WP 1 was focused on designing innovative ‘bio-enabling’ drug formulations. In terms of key achievements in WP1, sixteen research manuscripts on bio-enabling formulation design have already been published, with a further six research papers currently undergoing PEER review. Notable examples of the novel formulation technologies developed in PEARRL include the use of lipophilic salts (ESR 1), modified polyelectrolyte matrices (ESR 2) and supersaturated Lipid based formations (ESR 14) to improve oral absorption. In addition, more rational ‘industry-ready’ approaches to formulation screening have been advanced for amorphous solid dispersions (ESR 4), drug polymer interactions (ESR 5) and precipitation inhibitors (ESR 3). Finally, novel computational tools to predict formulation design have also been developed (ESR 1, 2, 3, & 5).
The primary objective of WP2 was to develop new in-vitro testing approaches that predict which formulation will perform optimally in patients. ESR 7 successfully optimized in-vitro test conditions for assessing the impact of food on drug product performance; ESR 9 developed an in vitro porcine biorelevant media for predicting drug product performance in the preclinical pig model; ESR 10 has optimised ‘small scale’ approaches for high throughput screening; ESR 11 completed an in-vivo study in healthy adults as an approach to more reliably predict dosing in infants and ESR 13 designed an in vitro-in silico-in vivo framework as a regulatory approach for conducting virtual bioequivalence trials. All ESRs co-authored at least one review article relating to their project and one to four research articles.

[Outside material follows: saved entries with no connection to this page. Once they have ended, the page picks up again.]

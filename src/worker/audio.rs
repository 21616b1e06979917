//! Audio gate
//!
//! Voice messages arrive as audio URLs in place of text. The gate detects
//! them, obtains a transcript, and — crucially — never fails: every
//! degraded path (no transcriber configured, transcription error, unusable
//! transcript) resolves to a fixed fallback text that routes the engine to
//! its help flow. Transcription problems must never block message
//! delivery.

use std::sync::Arc;
use tracing::{info, warn};

use crate::services::transcribe::{TranscribeService, AUDIO_EXTENSIONS};

/// Transcript the backend returns when it found nothing recognizable;
/// treated the same as an empty transcript.
pub const NO_CONTENT_SENTINEL: &str = "Áudio sem conteúdo reconhecível";

/// Whether the text looks like a reference to an audio file.
///
/// Detection is independent of transcriber availability so the fallback
/// applies even when the capability is absent.
pub fn is_audio_reference(text: &str) -> bool {
    let lower = text.to_lowercase();
    AUDIO_EXTENSIONS.iter().any(|ext| lower.ends_with(ext))
}

/// Result of resolving a message through the gate
#[derive(Debug, Clone, PartialEq)]
pub struct ResolvedText {
    /// The effective text fed to the engine
    pub text: String,
    /// Whether a usable transcript was produced
    pub transcribed: bool,
}

/// The audio gate itself: optional transcriber plus the fallback literal
pub struct AudioGate {
    transcriber: Option<Arc<dyn TranscribeService>>,
    fallback_text: String,
}

impl AudioGate {
    pub fn new(transcriber: Option<Arc<dyn TranscribeService>>, fallback_text: String) -> Self {
        Self {
            transcriber,
            fallback_text,
        }
    }

    pub fn fallback_text(&self) -> &str {
        &self.fallback_text
    }

    /// Resolve the effective message text
    pub async fn resolve(&self, text: &str) -> ResolvedText {
        if !is_audio_reference(text) {
            return ResolvedText {
                text: text.to_string(),
                transcribed: false,
            };
        }

        info!(audio_url = text, "detected audio reference, attempting transcription");

        let Some(transcriber) = &self.transcriber else {
            warn!("transcriber not available, using fallback text");
            return self.fallback();
        };

        match transcriber.transcribe_audio(text).await {
            Err(e) => {
                warn!(error = %e, "transcription failed, using fallback text");
                self.fallback()
            }
            Ok(transcript) => {
                if transcript.trim().is_empty() || transcript == NO_CONTENT_SENTINEL {
                    warn!("transcription returned no usable content, using fallback text");
                    self.fallback()
                } else {
                    info!(
                        transcript_length = transcript.len(),
                        "audio transcribed successfully"
                    );
                    ResolvedText {
                        text: transcript,
                        transcribed: true,
                    }
                }
            }
        }
    }

    fn fallback(&self) -> ResolvedText {
        ResolvedText {
            text: self.fallback_text.clone(),
            transcribed: false,
        }
    }
}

WP3 aimed to provide the crucial link between the lab and the patient by integrating results obtained from WP1 and WP2 into Physiologically-based Pharmacokinetic (PBPK) models and ultimately predicting the drug performance in the desired patient population. The research in WP3 focused on appropriate models to predict drug absorption in children (ESR 12) and patients with intestinal diseases such as Crohn’s and coeliac disease (ESR 15). Appropriate media were developed to assess drug performance in children and adults with intestinal diseases. ESR 6 utilized advanced in-vitro biopharmaceutic tools to investigate the gastrointestinal behavior of two enabling formulations (aprepitant and etravirine) and combined these data with PBPK models to explain the drug levels in patients for both drugs. ESR 8 built a PKPD model for zolpidem and applied it to answer questions such as “why does zolpidem have lower absorption when given with meals”. ESR13 also used the model to create a “safe space” for the dissolution behavior of zolpidem products, which would ensure therapeutic equivalence for this common sleep medicine. In total, twelve peer-reviewed research papers were published in WP3 in leading journals, with a further five research articles already submitted for peer review.